Perhaps it should be noted that Allison’s Wells was not for everybody. There were and are those who might prefer a Holiday Inn. It is true that at Allison’s there was a good deal of uncertainty. Allison’s regulars learned to expect the unexpected, and that was part of the fun. For example, it happened upon one occasion that the dreamy youngster at the registration desk assigned two honeymoon couples to the same bedroom. When the Art Colony was in session experimental art might appear mysteriously in the guest rooms, the plumbing was always independent, and for several seasons chicken wire was much in favor for decorating effects. Mattresses and springs varied in quality from room to room, and old friends might be quickly switched from A-grade accommodations to an A-minus room if an A-plus dignitary of church or state hove into view. No matter, this is the stuff conversation is made of, and no planned activities were necessary so long as the guests had the other guests to talk about.
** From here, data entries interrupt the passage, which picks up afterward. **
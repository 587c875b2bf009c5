/*
Time-slot search.
Greedy forward scan over occupied intervals; written independently from
HTTP / storage for testing.
*/

use chrono::{DateTime, Duration, NaiveDate, NaiveTime, TimeZone, Utc};
use uuid::Uuid;

// Occupied interval [start, end) belonging to one task, carrying that task's
// score so conflict resolution can compare without a lookup.
#[derive(Debug, Clone)]
pub struct TimeSlot {
    pub task_id: Uuid,
    pub start: DateTime<Utc>,
    pub end: DateTime<Utc>,
    pub score: i64,
}

// Daily working-hour bounds, hour-of-day in UTC.
#[derive(Debug, Clone, Copy)]
pub struct WorkingHours {
    pub start_hour: u32, // 0..=23
    pub end_hour: u32,   // 1..=24
}

impl WorkingHours {
    pub fn new(start_hour: u32, end_hour: u32) -> Self {
        Self { start_hour, end_hour }
    }

    pub fn open(&self, day: NaiveDate) -> DateTime<Utc> {
        day_floor_date(day) + Duration::hours(self.start_hour as i64)
    }

    // end_hour 24 lands on the next midnight.
    pub fn close(&self, day: NaiveDate) -> DateTime<Utc> {
        day_floor_date(day) + Duration::hours(self.end_hour as i64)
    }
}

pub fn day_floor(at: DateTime<Utc>) -> DateTime<Utc> {
    day_floor_date(at.date_naive())
}

fn day_floor_date(day: NaiveDate) -> DateTime<Utc> {
    Utc.from_utc_datetime(&day.and_time(NaiveTime::MIN))
}

// Half-open intervals: touching endpoints do not overlap.
pub fn overlaps(
    start1: DateTime<Utc>,
    end1: DateTime<Utc>,
    start2: DateTime<Utc>,
    end2: DateTime<Utc>,
) -> bool {
    start1 < end2 && start2 < end1
}

// Find the earliest interval of `duration_min` minutes at or after `from`
// that stays inside working hours and overlaps no occupied slot.
//
// Process:
// - Snap a candidate start before the day's opening hour forward to it
// - Roll a candidate that would run past the day's close to the next morning
// - On collision, jump to the latest end among all overlapping slots
// - Give up once the candidate start leaves the window
//
// This only scans forward over increasing start times; it never reorders
// what is already placed.
pub fn find_next_slot(
    from: DateTime<Utc>,
    duration_min: i64,
    occupied: &[TimeSlot],
    hours: &WorkingHours,
    window_end: DateTime<Utc>,
) -> Option<(DateTime<Utc>, DateTime<Utc>)> {
    let mut start = from;

    loop {
        if start >= window_end {
            return None;
        }

        let open = hours.open(start.date_naive());
        if start < open {
            start = open;
        }

        let end = start + Duration::minutes(duration_min);
        if end > hours.close(start.date_naive()) {
            start = hours.open(start.date_naive() + Duration::days(1));
            continue;
        }

        let latest_conflict_end = occupied
            .iter()
            .filter(|s| overlaps(start, end, s.start, s.end))
            .map(|s| s.end)
            .max();

        match latest_conflict_end {
            None => return Some((start, end)),
            Some(latest) if latest > start => start = latest,
            // An overlapping slot always ends after the candidate start, so
            // this branch should not be reached; inch forward regardless.
            Some(_) => start += Duration::minutes(15),
        }
    }
}

// Minutes inside working hours between two instants. Used to decide whether
// a pushed-back task still fits before its due date.
pub fn working_minutes_between(
    from: DateTime<Utc>,
    to: DateTime<Utc>,
    hours: &WorkingHours,
) -> i64 {
    if to <= from {
        return 0;
    }

    let mut total = 0i64;
    let mut day = from.date_naive();
    let last = to.date_naive();

    while day <= last {
        let open = hours.open(day).max(from);
        let close = hours.close(day).min(to);
        if close > open {
            total += (close - open).num_minutes();
        }
        day += Duration::days(1);
    }

    total
}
In a laudable effort to cool the dining room one hot Mississippi summer, an ingenious window fan was rigged up, which was supposed to blow through wet straw, thus cooling the air in the dining area and producing an early version of air conditioning. The straw was to be kept wet by a hose, which ran from a tub of water on the porch to the straw packed in the window. On the occasion of a July birthday party, soap bubbles suddenly burst upon the startled diners. At first, the dinner guests were simply amazed. They later compared notes, and reported that they all saw spots before their eyes at the same time. After much slapping at the air, the spots were identified as soap bubbles, which burst impartially into the soup, the salad, and the entree. It seems that the hose had inadvertently been immersed in the laundry tub, thus producing the unexpected visual effects. Was Hosford daunted by this phantasmagoria? Not at all. When a sudsy guest complained she smiled sweetly and said, “Darling, isn’t it wonderful? Where but at Allison’s could this have happened?”
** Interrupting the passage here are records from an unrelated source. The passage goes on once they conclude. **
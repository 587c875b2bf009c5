// --------------------------------------------------
// Handles API endpoints for task CRUD operations.
//
// Responsibilities:
// - Create / read / update / delete tasks
// - Validate incoming payloads before they reach the store
// --------------------------------------------------

use axum::{
    extract::{Path, State},
    http::StatusCode,
    response::IntoResponse,
    Json,
};
use chrono::{DateTime, Utc};
use serde::Deserialize;
use uuid::Uuid;

use crate::models::{Priority, Task};
use crate::store::{AppState, TaskRepo};

fn parse_due_at(due_at: &Option<String>) -> Result<Option<DateTime<Utc>>, ()> {
    match due_at {
        None => Ok(None),
        Some(s) => DateTime::parse_from_rfc3339(s)
            .map(|dt| Some(dt.with_timezone(&Utc)))
            .map_err(|_| ()),
    }
}

// -----------------------------
// GET /api/tasks
// Returns all stored tasks
// -----------------------------
pub async fn get_tasks(State(state): State<AppState>) -> impl IntoResponse {
    let repo = state.repo.lock().unwrap();
    Json(repo.list()).into_response()
}

#[derive(Debug, Deserialize)]
pub struct CreateTaskInput {
    pub title: String,
    pub priority: Priority,
    pub due_at: Option<String>, // RFC3339
    pub duration_min: Option<i64>,
    pub tags: Option<Vec<String>>,
    pub notes: Option<String>,
}

// -----------------------------
// POST /api/tasks
// Creates a new task
// -----------------------------
pub async fn create_task(
    State(state): State<AppState>,
    Json(input): Json<CreateTaskInput>,
) -> impl IntoResponse {
    if input.title.trim().is_empty() {
        return (StatusCode::BAD_REQUEST, "title required").into_response();
    }
    if matches!(input.duration_min, Some(d) if d <= 0) {
        return (StatusCode::BAD_REQUEST, "duration_min must be positive").into_response();
    }
    let Ok(due_at) = parse_due_at(&input.due_at) else {
        return (StatusCode::BAD_REQUEST, "invalid due_at").into_response();
    };

    let task = Task {
        id: Uuid::new_v4(),
        title: input.title,
        priority: input.priority,
        due_at,
        duration_min: input.duration_min,
        scheduled_start: None,
        scheduled_end: None,
        created_at: Utc::now(),
        tags: input.tags,
        notes: input.notes,
    };

    let mut repo = state.repo.lock().unwrap();
    repo.upsert(task.clone());

    Json(task).into_response()
}

#[derive(Debug, Deserialize)]
pub struct UpdateTaskInput {
    pub title: String,
    pub priority: Priority,
    pub due_at: Option<String>, // RFC3339
    pub duration_min: Option<i64>,
    pub tags: Option<Vec<String>>,
    pub notes: Option<String>,
}

// -----------------------------
// PUT /api/tasks/:id
// Updates an existing task by ID
// -----------------------------
pub async fn update_task(
    State(state): State<AppState>,
    Path(id): Path<String>,
    Json(input): Json<UpdateTaskInput>,
) -> impl IntoResponse {
    let id = match Uuid::parse_str(&id) {
        Ok(u) => u,
        Err(_) => return (StatusCode::BAD_REQUEST, "invalid id").into_response(),
    };

    if input.title.trim().is_empty() {
        return (StatusCode::BAD_REQUEST, "title required").into_response();
    }
    if matches!(input.duration_min, Some(d) if d <= 0) {
        return (StatusCode::BAD_REQUEST, "duration_min must be positive").into_response();
    }
    let Ok(due_at) = parse_due_at(&input.due_at) else {
        return (StatusCode::BAD_REQUEST, "invalid due_at").into_response();
    };

    let mut repo = state.repo.lock().unwrap();
    let Some(mut task) = repo.get(id) else {
        return (StatusCode::NOT_FOUND, "task not found").into_response();
    };

    task.title = input.title;
    task.priority = input.priority;
    task.due_at = due_at;
    task.duration_min = input.duration_min;
    task.tags = input.tags;
    task.notes = input.notes;

    repo.upsert(task.clone());

    Json(task).into_response()
}

// -----------------------------
// DELETE /api/tasks/:id
// Removes a task permanently
// -----------------------------
pub async fn delete_task(
    State(state): State<AppState>,
    Path(id): Path<String>,
) -> impl IntoResponse {
    let id = match Uuid::parse_str(&id) {
        Ok(u) => u,
        Err(_) => return (StatusCode::BAD_REQUEST, "invalid id").into_response(),
    };

    let mut repo = state.repo.lock().unwrap();
    if !repo.remove(id) {
        return (StatusCode::NOT_FOUND, "task not found").into_response();
    }

    Json(serde_json::json!({ "ok": true })).into_response()
}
As has been shown, Hosford was an early exponent of positive thinking. She could be seen any cold morning in early spring or late fall strolling gracefully toward the ice-cold swimming pool, fed by waters which must have originated in a glacier. Without changing pace, she would step lightly into the pool, do a few brisk laps, and float out, with never a sign to indicate that the temperature of the water was below freezing. This attitude enabled her to convince newcomers to the spa that shelling peas was fun, darning old table linen an art, and dredging leaves out of the swimming pool a game. Regulars knew better, but all had to serve their apprenticeship.
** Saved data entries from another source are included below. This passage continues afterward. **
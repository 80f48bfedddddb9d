//! Manifest wire types and the signed-payload bundle.

use serde::{Deserialize, Serialize};
use serde_json::Value as JsonValue;

/// Schema version marking a legacy signed manifest.
pub const SCHEMA_VERSION_SIGNED: u64 = 1;

/// A manifest decoded just far enough to choose how it is digested.
#[derive(Debug, Clone)]
pub enum ParsedManifest {
    /// Schema 1: signatures appended to a truncated payload.
    Signed { signatures: Vec<SignatureEntry> },

    /// Anything else, digested over its raw bytes. `schema_version` is the
    /// marker when it is a non-negative integer.
    Unsigned { schema_version: Option<u64> },
}

impl ParsedManifest {
    pub fn schema_version(&self) -> Option<u64> {
        match self {
            Self::Signed { .. } => Some(SCHEMA_VERSION_SIGNED),
            Self::Unsigned { schema_version } => *schema_version,
        }
    }

    pub fn is_signed(&self) -> bool {
        matches!(self, Self::Signed { .. })
    }
}

/// One detached signature block of a schema 1 manifest.
#[derive(Debug, Clone, Serialize, Deserialize)]
pub struct SignatureEntry {
    /// Unprotected JWS header.
    pub header: SignatureHeader,

    /// Base64url signature value (not verified).
    pub signature: String,

    /// Base64url protected header carrying `formatLength` / `formatTail`.
    pub protected: String,
}

/// Unprotected signature header.
#[derive(Debug, Clone, Serialize, Deserialize)]
pub struct SignatureHeader {
    /// JWS algorithm (e.g. "ES256").
    pub alg: String,

    /// Certificate chain (base64 DER certificates).
    #[serde(default, skip_serializing_if = "Option::is_none")]
    pub chain: Option<Vec<String>>,

    /// Embedded public key. Kept untyped so a malformed key surfaces as a
    /// key-encoding failure rather than a manifest shape failure.
    #[serde(default, skip_serializing_if = "Option::is_none")]
    pub jwk: Option<JsonValue>,
}

/// Decoded protected header.
#[derive(Debug, Clone, PartialEq, Eq, Serialize, Deserialize)]
#[serde(rename_all = "camelCase")]
pub struct ProtectedHeader {
    /// Byte offset in the stored manifest where the signed payload ends.
    pub format_length: u64,

    /// Base64url bytes appended after the truncation point.
    pub format_tail: String,
}

/// The signed payload of a schema 1 manifest with its normalized signatures.
#[derive(Debug, Clone, PartialEq, Eq)]
pub struct JwsBundle {
    /// Exact bytes that were signed.
    pub payload: Vec<u8>,

    /// One record per signature entry, in manifest order.
    pub signatures: Vec<JwsSignature>,
}

impl JwsBundle {
    /// `sha256:` digest of the signed payload.
    pub fn digest(&self) -> String {
        crate::digest::sha256_prefixed(&self.payload)
    }
}

/// A signature entry normalized for downstream verification.
#[derive(Debug, Clone, PartialEq, Eq, Serialize)]
pub struct JwsSignature {
    pub header: JwsHeader,

    /// Base64url signature value, as stored.
    pub signature: String,

    /// Base64url protected header, as stored.
    pub protected: String,
}

/// Header of a [`JwsSignature`].
#[derive(Debug, Clone, PartialEq, Eq, Serialize)]
pub struct JwsHeader {
    pub alg: String,

    #[serde(skip_serializing_if = "Option::is_none")]
    pub chain: Option<Vec<String>>,

    /// Embedded key re-encoded as SPKI PEM.
    #[serde(skip_serializing_if = "Option::is_none")]
    pub jwk: Option<String>,
}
The ultimate reward for being a good guest was an invitation to “the Retreat.” This meant a drink before dinner with John and Hosford in their bosky hideaway beneath their own apartment. A basement space had been screened and floored with bricks; outside a cornfield pressed close, and vines of various denominations clung to the screens. Inside there was candlelight and conversation. If there should be a lull in the conversation, which was unlikely, you might hear an owl hoot or a dove mourn. The Retreat’s furnishings were eclectic, and so were the guests. John and Hosford might gather together a collection of artists and writers, clergymen and cotton planters, bridge players and ordinary people, provided they all seemed to be guests of good will. If their will was not good when they entered the retreat, it was usually good when they left. A white-coated waiter brought ice and real napkins, two drinks, no more, no less, were served, tall tales were told, and the stories got funnier with the second drink.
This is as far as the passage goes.